SICILY, Italy — Fabiana Giuliani is a legal associate for the United Nation High Commissioner for Refugees, but in the last few months she has spent most of her time in ports.

Based on the southern island of Sicily, Giuliani, a 31-year-old Italian native who has been working for the UN refugee agency for 18 months, has found herself in the middle of a refugee crisis. Since the beginning of the year, some 20,500 people have boarded overcrowded fishing boats in Libya and crossed the Mediterranean Sea en route to Sicily, which is located about 320 miles away.

These boat migrants are mostly people fleeing from Syria, Eritrea and Somalia, who head into the dangerous journey searching for shelter and asylum and safety.
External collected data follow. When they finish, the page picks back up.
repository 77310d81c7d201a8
mod command;
mod cost;
mod query;

pub use self::command::SubscriptionCommandService;
pub use self::cost::SubscriptionCostService;
pub use self::query::SubscriptionQueryService;
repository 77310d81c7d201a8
use crate::di::DependenciesInject;
use anyhow::Result;
use prometheus_client::registry::Registry;
use shared::{
    abstract_trait::subscription::repository::{
        command::DynSubscriptionCommandRepository, query::DynSubscriptionQueryRepository,
    },
    config::ConnectionPool,
    utils::Metrics,
};
use std::sync::Arc;

#[derive(Debug, Clone)]
pub struct AppState {
    pub di_container: DependenciesInject,
    pub registry: Arc<Registry>,
}

impl AppState {
    pub fn new(pool: ConnectionPool) -> Result<Self> {
        let (metrics, registry) = Self::metrics();
        let di_container = DependenciesInject::new(pool, metrics);

        Ok(Self {
            di_container,
            registry,
        })
    }

    pub fn with_repositories(
        query_repo: DynSubscriptionQueryRepository,
        command_repo: DynSubscriptionCommandRepository,
    ) -> Self {
        let (metrics, registry) = Self::metrics();
        let di_container = DependenciesInject::from_repositories(query_repo, command_repo, metrics);

        Self {
            di_container,
            registry,
        }
    }

    fn metrics() -> (Metrics, Arc<Registry>) {
        let metrics = Metrics::new();
        let mut registry = Registry::default();
        metrics.register(&mut registry);

        (metrics, Arc::new(registry))
    }
}
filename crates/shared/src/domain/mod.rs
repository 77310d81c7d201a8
pub mod requests;
pub mod responses;
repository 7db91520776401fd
//! `intelplat-core` — shared primitives for the auth and AI boundaries.
//!
//! No IO lives here: roles, time, and secret handling only.

pub mod clock;
pub mod role;
pub mod secret;

pub use clock::{Clock, ManualClock, SharedClock, SystemClock};
pub use role::{Role, UnknownRole};
pub use secret::Secret;
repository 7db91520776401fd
//! Building the model preference list.
//!
//! An explicit list from configuration wins. Otherwise the service's own
//! listing is filtered down to chat-capable models, and if that yields nothing
//! a built-in fallback list is used.

use tracing::{info, warn};

use crate::service::{ModelInfo, ModelService};

/// Used when neither configuration nor the listing provides candidates.
pub const FALLBACK_MODELS: [&str; 3] = ["gemini-2.0-flash-exp", "gemini-2.0-flash", "gemini-pro"];

const GENERATE_METHOD: &str = "generateContent";

/// Whether a listed model is a usable chat candidate.
///
/// Keeps Gemini models that support `generateContent`; drops computer-use
/// models, the 2.5 family and experimental builds outside the 2.0 family.
pub fn is_chat_candidate(model: &ModelInfo) -> bool {
    let name = normalize_identifier(&model.name).to_ascii_lowercase();
    if !name.contains("gemini") {
        return false;
    }
    if name.contains("computer") || name.contains("2.5") {
        return false;
    }
    if name.contains("exp") && !name.contains("2.0") {
        return false;
    }
    model.supported_methods.iter().any(|m| m == GENERATE_METHOD)
}

/// Strip the `models/` resource prefix.
pub fn normalize_identifier(name: &str) -> &str {
    name.strip_prefix("models/").unwrap_or(name).trim()
}

/// Filter a listing into an ordered, de-duplicated preference list.
pub fn preferences_from_listing(models: &[ModelInfo]) -> Vec<String> {
    let mut out: Vec<String> = Vec::new();
    for model in models.iter().filter(|m| is_chat_candidate(m)) {
        let id = normalize_identifier(&model.name).to_string();
        if !out.contains(&id) {
            out.push(id);
        }
    }
    out
}

/// Parse a comma-separated override (`"m1, m2"`).
pub fn parse_preference_list(raw: &str) -> Vec<String> {
    let mut out: Vec<String> = Vec::new();
    for id in raw.split(',').map(normalize_identifier).filter(|s| !s.is_empty()) {
        if !out.iter().any(|existing| existing == id) {
            out.push(id.to_string());
        }
    }
    out
}

/// Resolve the preference list for this process.
pub async fn resolve_preferences(
    configured: Option<&[String]>,
    service: &dyn ModelService,
) -> Vec<String> {
    if let Some(list) = configured.filter(|l| !l.is_empty()) {
        info!(models = ?list, "using configured model preferences");
        return list.to_vec();
    }

    match service.list_models().await {
        Ok(models) => {
            let prefs = preferences_from_listing(&models);
            if !prefs.is_empty() {
                info!(listed = models.len(), models = ?prefs, "model preferences from listing");
                return prefs;
            }
            warn!(listed = models.len(), "listing produced no usable models; using fallback list");
        }
        Err(e) => warn!(error = %e, "model listing failed; using fallback list"),
    }
    FALLBACK_MODELS.iter().map(|s| s.to_string()).collect()
}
They leave their countries and find their way to Libya, where human traffickers have developed an extensive network serving those who want to enter Europe illegally, through the sea. (The Syrians, for example, first travel to Egypt and onward to Libya.)
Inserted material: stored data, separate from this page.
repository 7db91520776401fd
use serde::{Serialize, Serializer};

use intelplat_core::Role;

/// Set of roles, used as the requirement side of an authorization check.
///
/// Requirements are expressed as "any of these roles"; a single required
/// role converts into a one-element set.
#[derive(Copy, Clone, PartialEq, Eq, Hash, Default)]
pub struct RoleSet(u8);

impl RoleSet {
    pub const EMPTY: RoleSet = RoleSet(0);
    pub const ALL: RoleSet = RoleSet(0b1111);

    pub const fn only(role: Role) -> Self {
        Self(bit(role))
    }

    pub fn of(roles: &[Role]) -> Self {
        roles.iter().copied().collect()
    }

    pub const fn with(self, role: Role) -> Self {
        Self(self.0 | bit(role))
    }

    pub const fn contains(&self, role: Role) -> bool {
        self.0 & bit(role) != 0
    }

    pub const fn is_empty(&self) -> bool {
        self.0 == 0
    }

    pub fn iter(self) -> impl Iterator<Item = Role> {
        Role::ALL.into_iter().filter(move |r| self.contains(*r))
    }
}

const fn bit(role: Role) -> u8 {
    match role {
        Role::Admin => 0b0001,
        Role::Cybersecurity => 0b0010,
        Role::DataScience => 0b0100,
        Role::ITOperations => 0b1000,
    }
}

impl From<Role> for RoleSet {
    fn from(role: Role) -> Self {
        RoleSet::only(role)
    }
}

impl From<&[Role]> for RoleSet {
    fn from(roles: &[Role]) -> Self {
        RoleSet::of(roles)
    }
}

impl<const N: usize> From<[Role; N]> for RoleSet {
    fn from(roles: [Role; N]) -> Self {
        roles.into_iter().collect()
    }
}

impl FromIterator<Role> for RoleSet {
    fn from_iter<I: IntoIterator<Item = Role>>(iter: I) -> Self {
        iter.into_iter().fold(RoleSet::EMPTY, RoleSet::with)
    }
}

impl core::fmt::Debug for RoleSet {
    fn fmt(&self, f: &mut core::fmt::Formatter<'_>) -> core::fmt::Result {
        f.debug_set().entries(self.iter()).finish()
    }
}

impl core::fmt::Display for RoleSet {
    fn fmt(&self, f: &mut core::fmt::Formatter<'_>) -> core::fmt::Result {
        if self.is_empty() {
            return f.write_str("<none>");
        }
        let mut first = true;
        for role in self.iter() {
            if !first {
                f.write_str("|")?;
            }
            f.write_str(role.as_str())?;
            first = false;
        }
        Ok(())
    }
}

impl Serialize for RoleSet {
    fn serialize<S: Serializer>(&self, serializer: S) -> Result<S::Ok, S::Error> {
        serializer.collect_seq(self.iter())
    }
}
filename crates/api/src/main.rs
use std::time::Duration;

use anyhow::Context;

use intelplat_api::{app, config::AppConfig};

const PURGE_INTERVAL: Duration = Duration::from_secs(300);

#[tokio::main]
async fn main() -> anyhow::Result<()> {
    intelplat_observability::init();

    let config = AppConfig::from_env().context("invalid configuration")?;
    let state = app::services::build_state(&config).await?;

    let sessions = state.sessions.clone();
    tokio::spawn(async move {
        let mut tick = tokio::time::interval(PURGE_INTERVAL);
        loop {
            tick.tick().await;
            sessions.purge_expired();
        }
    });

    let listener = tokio::net::TcpListener::bind(config.bind)
        .await
        .with_context(|| format!("failed to bind {}", config.bind))?;
    tracing::info!(addr = %listener.local_addr()?, "listening");

    axum::serve(listener, app::build_app(state)).await?;
    Ok(())
}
The Italian Navy, which has ramped up its presence in the Mediterranean since more than 360 migrants drowned when their boat capsized in October 2013, rescues the migrants in international waters and brings them to Sicilian ports, where Giuliani is one of the first people they interact with as they land in Europe.
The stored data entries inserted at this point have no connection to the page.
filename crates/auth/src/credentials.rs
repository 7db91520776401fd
//! User records and the credential store boundary.

use std::collections::HashMap;

use chrono::{DateTime, Utc};
use parking_lot::RwLock;
use serde::{Deserialize, Serialize};
use thiserror::Error;
use tracing::{debug, info};

use intelplat_core::{Role, Secret, SharedClock, SystemClock};

use crate::password::{CredentialHasher, HashCost, HashError};

/// Persisted user account.
///
/// `password_hash` is an Argon2id PHC string; plaintext never reaches this type.
#[derive(Debug, Clone, PartialEq, Eq, Serialize, Deserialize)]
pub struct UserRecord {
    pub username: String,
    pub password_hash: String,
    pub role: Role,
    pub created_at: DateTime<Utc>,
}

#[derive(Debug, Error, Clone, PartialEq, Eq)]
pub enum CredentialError {
    #[error("user not found")]
    NotFound,

    #[error("username '{0}' already exists")]
    DuplicateUsername(String),

    #[error("invalid input: {0}")]
    InvalidInput(String),

    #[error(transparent)]
    Hash(#[from] HashError),

    #[error("backing store failure: {0}")]
    Backend(String),
}

/// Keyed store of user credentials.
///
/// Implementations must make `create` atomic: two concurrent creates of the
/// same username yield exactly one record and one `DuplicateUsername`.
pub trait CredentialStore: Send + Sync {
    fn find_by_username(&self, username: &str) -> Result<UserRecord, CredentialError>;

    /// Constant-time comparison of `plaintext` against `record`'s hash.
    fn verify_password(&self, record: &UserRecord, plaintext: &Secret<String>) -> bool;

    /// Spend the same work as `verify_password` for a username that was not
    /// found. Always returns false.
    fn verify_absent(&self, plaintext: &Secret<String>) -> bool;

    fn create(
        &self,
        username: &str,
        plaintext: &Secret<String>,
        role: Role,
    ) -> Result<UserRecord, CredentialError>;

    fn rotate_password(
        &self,
        username: &str,
        new_plaintext: &Secret<String>,
    ) -> Result<UserRecord, CredentialError>;

    fn update_role(&self, username: &str, role: Role) -> Result<UserRecord, CredentialError>;

    fn delete(&self, username: &str) -> Result<(), CredentialError>;

    fn list_usernames(&self) -> Vec<String>;
}

/// In-memory credential store keyed by username.
#[derive(Debug)]
pub struct InMemoryCredentialStore {
    users: RwLock<HashMap<String, UserRecord>>,
    hasher: CredentialHasher,
    clock: SharedClock,
}

impl InMemoryCredentialStore {
    pub fn new(cost: HashCost) -> Result<Self, CredentialError> {
        Self::with_clock(cost, SystemClock::shared())
    }

    pub fn with_clock(cost: HashCost, clock: SharedClock) -> Result<Self, CredentialError> {
        Ok(Self {
            users: RwLock::new(HashMap::new()),
            hasher: CredentialHasher::new(cost)?,
            clock,
        })
    }
}

fn validate_username(username: &str) -> Result<&str, CredentialError> {
    let trimmed = username.trim();
    if trimmed.is_empty() {
        return Err(CredentialError::InvalidInput("username must not be empty".to_string()));
    }
    if trimmed.chars().any(char::is_control) {
        return Err(CredentialError::InvalidInput(
            "username must not contain control characters".to_string(),
        ));
    }
    Ok(trimmed)
}

fn validate_password(plaintext: &Secret<String>) -> Result<(), CredentialError> {
    if plaintext.is_empty() {
        return Err(CredentialError::InvalidInput("password must not be empty".to_string()));
    }
    Ok(())
}

impl CredentialStore for InMemoryCredentialStore {
    fn find_by_username(&self, username: &str) -> Result<UserRecord, CredentialError> {
        self.users
            .read()
            .get(username.trim())
            .cloned()
            .ok_or(CredentialError::NotFound)
    }

    fn verify_password(&self, record: &UserRecord, plaintext: &Secret<String>) -> bool {
        self.hasher.verify(&record.password_hash, plaintext.expose())
    }

    fn verify_absent(&self, plaintext: &Secret<String>) -> bool {
        self.hasher.verify_dummy(plaintext.expose())
    }

    fn create(
        &self,
        username: &str,
        plaintext: &Secret<String>,
        role: Role,
    ) -> Result<UserRecord, CredentialError> {
        let username = validate_username(username)?;
        validate_password(plaintext)?;

        // Hash before taking the write lock; Argon2 is slow on purpose.
        let password_hash = self.hasher.hash(plaintext.expose())?;

        let mut users = self.users.write();
        if users.contains_key(username) {
            return Err(CredentialError::DuplicateUsername(username.to_string()));
        }
        let record = UserRecord {
            username: username.to_string(),
            password_hash,
            role,
            created_at: self.clock.now(),
        };
        users.insert(record.username.clone(), record.clone());
        info!(username = %record.username, role = %role, "credential created");
        Ok(record)
    }

    fn rotate_password(
        &self,
        username: &str,
        new_plaintext: &Secret<String>,
    ) -> Result<UserRecord, CredentialError> {
        validate_password(new_plaintext)?;
        let password_hash = self.hasher.hash(new_plaintext.expose())?;

        let mut users = self.users.write();
        let record = users
            .get_mut(username.trim())
            .ok_or(CredentialError::NotFound)?;
        record.password_hash = password_hash;
        info!(username = %record.username, "password rotated");
        Ok(record.clone())
    }

    fn update_role(&self, username: &str, role: Role) -> Result<UserRecord, CredentialError> {
        let mut users = self.users.write();
        let record = users
            .get_mut(username.trim())
            .ok_or(CredentialError::NotFound)?;
        let previous = record.role;
        record.role = role;
        info!(username = %record.username, from = %previous, to = %role, "role updated");
        Ok(record.clone())
    }

    fn delete(&self, username: &str) -> Result<(), CredentialError> {
        match self.users.write().remove(username.trim()) {
            Some(_) => {
                info!(username = %username.trim(), "credential deleted");
                Ok(())
            }
            None => Err(CredentialError::NotFound),
        }
    }

    fn list_usernames(&self) -> Vec<String> {
        let mut names: Vec<String> = self.users.read().keys().cloned().collect();
        names.sort();
        debug!(count = names.len(), "listed usernames");
        names
    }
}

#[cfg(test)]
mod tests {
    use std::sync::Arc;

    use super::*;

    fn store() -> InMemoryCredentialStore {
        InMemoryCredentialStore::new(HashCost::insecure_fast()).unwrap()
    }

    fn pw(s: &str) -> Secret<String> {
        Secret::from(s)
    }

    #[test]
    fn create_and_find() {
        let s = store();
        let rec = s.create("alice", &pw("s3cret"), Role::DataScience).unwrap();
        assert_eq!(rec.role, Role::DataScience);
        assert_ne!(rec.password_hash, "s3cret");

        let found = s.find_by_username("alice").unwrap();
        assert_eq!(found, rec);
        assert!(s.verify_password(&found, &pw("s3cret")));
        assert!(!s.verify_password(&found, &pw("S3cret")));
    }

    #[test]
    fn duplicate_username_is_rejected() {
        let s = store();
        s.create("bob", &pw("one"), Role::Cybersecurity).unwrap();
        let err = s.create("bob", &pw("two"), Role::Admin).unwrap_err();
        assert_eq!(err, CredentialError::DuplicateUsername("bob".to_string()));
        assert_eq!(s.find_by_username("bob").unwrap().role, Role::Cybersecurity);
    }

    #[test]
    fn concurrent_creates_of_same_name_yield_one_record() {
        let s = Arc::new(store());
        let handles: Vec<_> = (0..8)
            .map(|_| {
                let s = s.clone();
                std::thread::spawn(move || s.create("race", &Secret::from("pw"), Role::ITOperations).is_ok())
            })
            .collect();
        let created = handles
            .into_iter()
            .map(|h| h.join().unwrap())
            .filter(|ok| *ok)
            .count();
        assert_eq!(created, 1);
        assert_eq!(s.list_usernames(), vec!["race".to_string()]);
    }

    #[test]
    fn empty_inputs_are_rejected() {
        let s = store();
        assert!(matches!(
            s.create("  ", &pw("x"), Role::Admin),
            Err(CredentialError::InvalidInput(_))
        ));
        assert!(matches!(
            s.create("carol", &pw(""), Role::Admin),
            Err(CredentialError::InvalidInput(_))
        ));
    }

    #[test]
    fn rotation_replaces_hash() {
        let s = store();
        s.create("dave", &pw("old"), Role::DataScience).unwrap();
        let rotated = s.rotate_password("dave", &pw("new")).unwrap();
        assert!(s.verify_password(&rotated, &pw("new")));
        assert!(!s.verify_password(&rotated, &pw("old")));
    }

    #[test]
    fn delete_and_missing_user() {
        let s = store();
        s.create("erin", &pw("pw"), Role::Cybersecurity).unwrap();
        s.delete("erin").unwrap();
        assert_eq!(s.find_by_username("erin"), Err(CredentialError::NotFound));
        assert_eq!(s.delete("erin"), Err(CredentialError::NotFound));
        assert_eq!(
            s.update_role("erin", Role::Admin),
            Err(CredentialError::NotFound)
        );
    }

    #[test]
    fn absent_verification_is_always_false() {
        assert!(!store().verify_absent(&pw("anything")));
    }
}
“In the beginning, we provide the migrants basic information; where they are, who we are,” Giuliani said of her role in the ports during the migrants’ frequent landings. “It is very important because sometimes they don’t know anything.”

Giuliani communicates with the migrants in English and distributes booklets — translated to seven languages, including Arabic, French and Tigrina (spoken in parts of Ethiopia and Eritrea) — that provide legal information about the asylum procedure. “We try to identify the vulnerable people — like pregnant women, unaccompanied minors or others who have particular problems — and refer these cases to the immigration police to follow up,” she said.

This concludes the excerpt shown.